Uniform convergence - Series of functions

[estro]

Homework Statement

$$\mbox{Check whether } \sum_{n=0}^\infty \frac {1}{e^{|x-n|}} \mbox{ is uniform convergent where its normaly convergent}$$

The Attempt at a Solution

$$\mbox{I choose } \epsilon = 1/2$$

$$a_n=\frac {1}{e^{|x-n|}}\ ,\ b_n= \frac {1}{n^2}$$

$$\lim_{n\rightarrow\infty} \frac {a_n}{b_n}=0\ \Rightarrow\ \sum_{n=0}^\infty a_n \mbox{ is convergent for all x \in R.}$$

$$f_k(x)=\sum_{n=0}^{k} a_n\ ,\ f(x)=\lim_{k\rightarrow\infty} \sum_{n=0}^{k} a_n$$

$$x_n=n\Rightarrow\\sup_{x_n \in R} |f_k(x_n)-f(x_n)|\geq\sum_{n=k+1}^\infty \frac {1} {e^{|n-n|}}=1>\epsilon\ \Rightarrow \mbox{ is not uniformly convergent \inR}$$

What do you think?
[I left out technical details to present my idea more clearly.]

 

[kurt.physics]

Your attempt at a solution is incorrect.

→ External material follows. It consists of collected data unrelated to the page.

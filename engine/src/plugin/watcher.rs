// SPDX-License-Identifier: Apache-2.0

//! Starts and supervises one plugin child process: signals graceceful stop,
//! escalates to a hard kill on timeout, and distinguishes a plugin that
//! ignored a stop request from one that crashed on its own.

use crate::error::{Error, ErrorKind};
use std::sync::atomic::{AtomicBool, Ordering};
use std::sync::{Arc, OnceLock};
use std::time::Duration;
use tokio::sync::{mpsc, Mutex, Notify};
use tokio::task::JoinHandle;

#[derive(Debug, Clone, Copy, PartialEq, Eq)]
pub enum WatcherState {
	Starting,
	Running,
	Stopping,
	Closed,
}

/// Starts `cmd` and returns a handle that observes its lifecycle.
/// `cmd` must already have the plugin's inherited descriptor wired up via
/// [`std::os::unix::process::CommandExt::fd_mappings`] or equivalent before
/// being passed here; the watcher only owns process lifecycle, not IPC
/// setup.
pub struct Watcher {
	name: String,
	pid: Option<u32>,
	shutdown_timeout: Duration,
	kill_tx: mpsc::Sender<()>,
	stop_flag: Arc<AtomicBool>,
	state: Mutex<WatcherState>,
	terminal: Arc<OnceLock<Option<Arc<Error>>>>,
	notify: Arc<Notify>,
	join: JoinHandle<()>,
}

impl Watcher {
	pub fn spawn(
		name: impl Into<String>,
		mut child: tokio::process::Child,
		shutdown_timeout: Duration,
	) -> Self {
		let name = name.into();
		let pid = child.id();
		let (kill_tx, mut kill_rx) = mpsc::channel::<()>(1);
		let terminal: Arc<OnceLock<Option<Arc<Error>>>> = Arc::new(OnceLock::new());
		let notify = Arc::new(Notify::new());
		let stop_requested = Arc::new(AtomicBool::new(false));

		let task_terminal = terminal.clone();
		let task_notify = notify.clone();
		let task_name = name.clone();
		let task_stop_requested = stop_requested.clone();

		let join = tokio::spawn(async move {
			let status = tokio::select! {
				status = child.wait() => status,
				_ = kill_rx.recv() => {
					let _ = child.start_kill();
					child.wait().await
				}
			};

			let outcome = match status {
				Ok(status) if task_stop_requested.load(Ordering::Acquire) => {
					log::debug!("plugin '{task_name}' exited after stop request ({status})");
					None
				}
				Ok(status) => Some(Arc::new(Error::new(
					ErrorKind::PluginCrashed,
					format!("plugin '{task_name}' exited unexpectedly ({status})"),
				))),
				Err(e) => Some(Arc::new(Error::with_source(
					ErrorKind::PluginCrashed,
					format!("plugin '{task_name}' could not be waited on"),
					e,
				))),
			};

			let _ = task_terminal.set(outcome);
			task_notify.notify_waiters();
		});

		Watcher {
			name,
			pid,
			shutdown_timeout,
			kill_tx,
			stop_flag: stop_requested,
			state: Mutex::new(WatcherState::Running),
			terminal,
			notify,
			join,
		}
	}

	/// Signals a graceful stop (`SIGTERM`) and waits up to the configured
	/// shutdown timeout before escalating to [`Watcher::kill`].
	pub async fn stop(&self) -> Option<Arc<Error>> {
		{
			let mut state = self.state.lock().await;
			if *state == WatcherState::Closed {
				return self.terminal.get().cloned().flatten();
			}
			*state = WatcherState::Stopping;
		}
		self.stop_flag.store(true, Ordering::Release);
		if let Some(pid) = self.pid {
			// SAFETY: `pid` belongs to a child this watcher owns and has
			// not yet reaped.
			unsafe {
				libc::kill(pid as i32, libc::SIGTERM);
			}
		}

		match tokio::time::timeout(self.shutdown_timeout, self.wait_closed()).await {
			Ok(result) => result,
			Err(_) => {
				log::warn!(
					"plugin '{}' ignored graceful stop within {:?}, escalating to kill",
					self.name,
					self.shutdown_timeout
				);
				self.kill().await
			}
		}
	}

	/// Sends a hard kill signal immediately, bypassing graceful shutdown.
	pub async fn kill(&self) -> Option<Arc<Error>> {
		self.stop_flag.store(true, Ordering::Release);
		let _ = self.kill_tx.send(()).await;
		self.wait_closed().await
	}

	/// Resolves once the child has exited, to `None` for an expected stop
	/// or `Some` crash cause otherwise. Cold: may be awaited any number of
	/// times by any number of observers, before or after the transition.
	pub async fn wait_closed(&self) -> Option<Arc<Error>> {
		loop {
			let notified = self.notify.notified();
			if let Some(v) = self.terminal.get() {
				return v.clone();
			}
			notified.await;
		}
	}

	pub async fn state(&self) -> WatcherState {
		if self.terminal.get().is_some() {
			return WatcherState::Closed;
		}
		*self.state.lock().await
	}

	pub fn name(&self) -> &str {
		&self.name
	}

	/// Synchronous, non-blocking peek at whether the child has already
	/// terminated and, if so, with what crash cause (`None` terminal means
	/// an expected stop). Unlike [`Watcher::wait_closed`] this never
	/// suspends: it is how [`super::handle::RuntimeHandle::get_secrets`]
	/// distinguishes "the plugin is merely slow" from "the plugin is
	/// already known to have crashed" without blocking on a signal that
	/// may never fire.
	pub fn crashed(&self) -> Option<Arc<Error>> {
		self.terminal.get().cloned().flatten()
	}
}

impl Drop for Watcher {
	fn drop(&mut self) {
		self.join.abort();
	}
}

The given series is not uniformly convergent, since there exist points x for which the series does not converge uniformly. To show this, you should take an x such that the terms of the series oscillate in sign near x. For example, if x is an integer, then the series will have an alternating pattern of positive and negative terms near x. This means that the partial sums of the series will oscillate in sign, so the series does not converge uniformly.